Sens de l'arrêt : Le pourvoi est rejeté

Analyses

Droit constitutionnel - Charte des droits - Fouilles, perquisitions et saisies - Interception de communications privées - Interception de communications par la police sans autorisation en vertu de l’art. 184.4 du Code criminel au motif que l’interception immédiate était nécessaire pour empêcher des dommages sérieux à une personne ou un bien et qu’une autorisation ne pouvait être obtenue avec toute la diligence raisonnable - L’article 184.4 porte‑t‑il atteinte au droit à la protection contre les fouilles, perquisitions et saisies abusives garanti par l’art. 8 de la Charte? - Cette disposition peut‑elle être validée par l’application de l’article premier? - Charte canadienne des droits et libertés, art. 1 et 8 - Code criminel, L.R.C. 1985, ch. C‑46, art. 184.4, 185, 186 et 188.

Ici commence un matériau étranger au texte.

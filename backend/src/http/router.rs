//! Router configuration for the HTTP API.
//!
//! This module sets up all routes, middleware (CORS, compression, tracing),
//! and creates the axum router ready for serving.

use axum::{
    extract::DefaultBodyLimit,
    routing::{get, patch, post},
    Router,
};
use tower_http::{
    compression::CompressionLayer,
    cors::{Any, CorsLayer},
    trace::TraceLayer,
};

use super::handlers;
use super::state::AppState;

/// Default request body cap when no configuration is supplied.
pub const DEFAULT_BODY_LIMIT: usize = 2 * 1024 * 1024;

/// Create the main application router with all routes and middleware.
pub fn create_router(state: AppState, body_limit: usize) -> Router {
    // Admin dashboard runs on a different origin.
    let cors = CorsLayer::new()
        .allow_origin(Any)
        .allow_methods(Any)
        .allow_headers(Any);

    let api_v1 = Router::new()
        // Directory
        .route("/faculty", get(handlers::list_faculty).post(handlers::create_faculty))
        .route("/faculty/stats", get(handlers::faculty_stats))
        .route(
            "/faculty/{id}",
            patch(handlers::update_faculty).delete(handlers::delete_faculty),
        )
        .route("/schools", get(handlers::list_schools).post(handlers::create_school))
        .route(
            "/schools/{id}",
            patch(handlers::update_school).delete(handlers::delete_school),
        )
        .route("/students", get(handlers::list_students).post(handlers::create_student))
        // Timetable
        .route(
            "/timetable",
            get(handlers::list_timetable).post(handlers::create_assignment),
        )
        .route("/timetable/check", post(handlers::check_assignment))
        .route(
            "/timetable/{id}",
            patch(handlers::update_assignment).delete(handlers::delete_assignment),
        )
        // Scholarships
        .route(
            "/scholarships",
            get(handlers::list_scholarships).post(handlers::create_scholarship),
        )
        .route("/scholarships/{id}", patch(handlers::update_scholarship))
        // Partners and affiliates
        .route(
            "/partners/applications",
            get(handlers::list_applications).post(handlers::apply_for_partnership),
        )
        .route("/partners/applications/{id}", patch(handlers::review_application))
        .route("/partners/{id}", get(handlers::partner_detail))
        .route("/partners/{id}/dashboard", get(handlers::partner_dashboard))
        .route("/referrals", post(handlers::record_referral))
        // Finance and administration
        .route("/finance", get(handlers::finance_overview))
        .route("/finance/transactions", post(handlers::record_transaction))
        .route("/admin/stats", get(handlers::admin_stats))
        .route("/admin/access-grants", post(handlers::grant_access))
        .route("/security/audit-logs", get(handlers::audit_logs));

    Router::new()
        .route("/health", get(handlers::health_check))
        .nest("/v1", api_v1)
        .layer(DefaultBodyLimit::max(body_limit))
        .layer(CompressionLayer::new())
        .layer(TraceLayer::new_for_http())
        .layer(cors)
        .with_state(state)
}

#[cfg(test)]
mod tests {
    use super::*;
    use crate::db::repositories::LocalRepository;
    use crate::db::repository::FullRepository;
    use axum::body::Body;
    use axum::http::{Request, StatusCode};
    use std::sync::Arc;
    use tower::ServiceExt;

    fn router() -> Router {
        let repo = Arc::new(LocalRepository::new()) as Arc<dyn FullRepository>;
        create_router(AppState::new(repo), DEFAULT_BODY_LIMIT)
    }

    #[tokio::test]
    async fn test_health_route() {
        let response = router()
            .oneshot(Request::get("/health").body(Body::empty()).unwrap())
            .await
            .unwrap();
        assert_eq!(response.status(), StatusCode::OK);
    }

    #[tokio::test]
    async fn test_unknown_route_is_404() {
        let response = router()
            .oneshot(Request::get("/v1/reports").body(Body::empty()).unwrap())
            .await
            .unwrap();
        assert_eq!(response.status(), StatusCode::NOT_FOUND);
    }

    #[tokio::test]
    async fn test_oversized_body_is_rejected() {
        let repo = Arc::new(LocalRepository::new()) as Arc<dyn FullRepository>;
        let app = create_router(AppState::new(repo), 16);
        let body = serde_json::json!({ "name": "A very long faculty member name" }).to_string();
        let response = app
            .oneshot(
                Request::post("/v1/faculty")
                    .header("content-type", "application/json")
                    .body(Body::from(body))
                    .unwrap(),
            )
            .await
            .unwrap();
        assert!(response.status().is_client_error());
    }
}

Le pourvoi met en cause la constitutionnalité de la disposition sur l’écoute électronique en cas d’urgence, l’art. 184.4 du Code criminel. En l’espèce, les policiers se sont fondés sur l’art. 184.4 pour intercepter des communications privées sans mandat ni autorisation lorsque la fille d’une présumée victime d’enlèvement a commencé à recevoir des appels de son père, qui affirmait être séquestré par des ravisseurs qui voulaient obtenir une rançon. Environ 24 heures plus tard, les policiers ont obtenu une autorisation judiciaire, en application de l’art. 186 du Code, pour poursuivre l’interception des communications. Le juge du procès a conclu que l’art. 184.4 portait atteinte au droit, garanti par l’art. 8 de la Charte, d’être protégé contre les fouilles, les perquisitions et les saisies abusives, et qu’il ne s’agissait pas d’une limite raisonnable au sens de l’article premier. Le ministère public a porté la déclaration d’inconstitutionnalité en appel directement à notre Cour.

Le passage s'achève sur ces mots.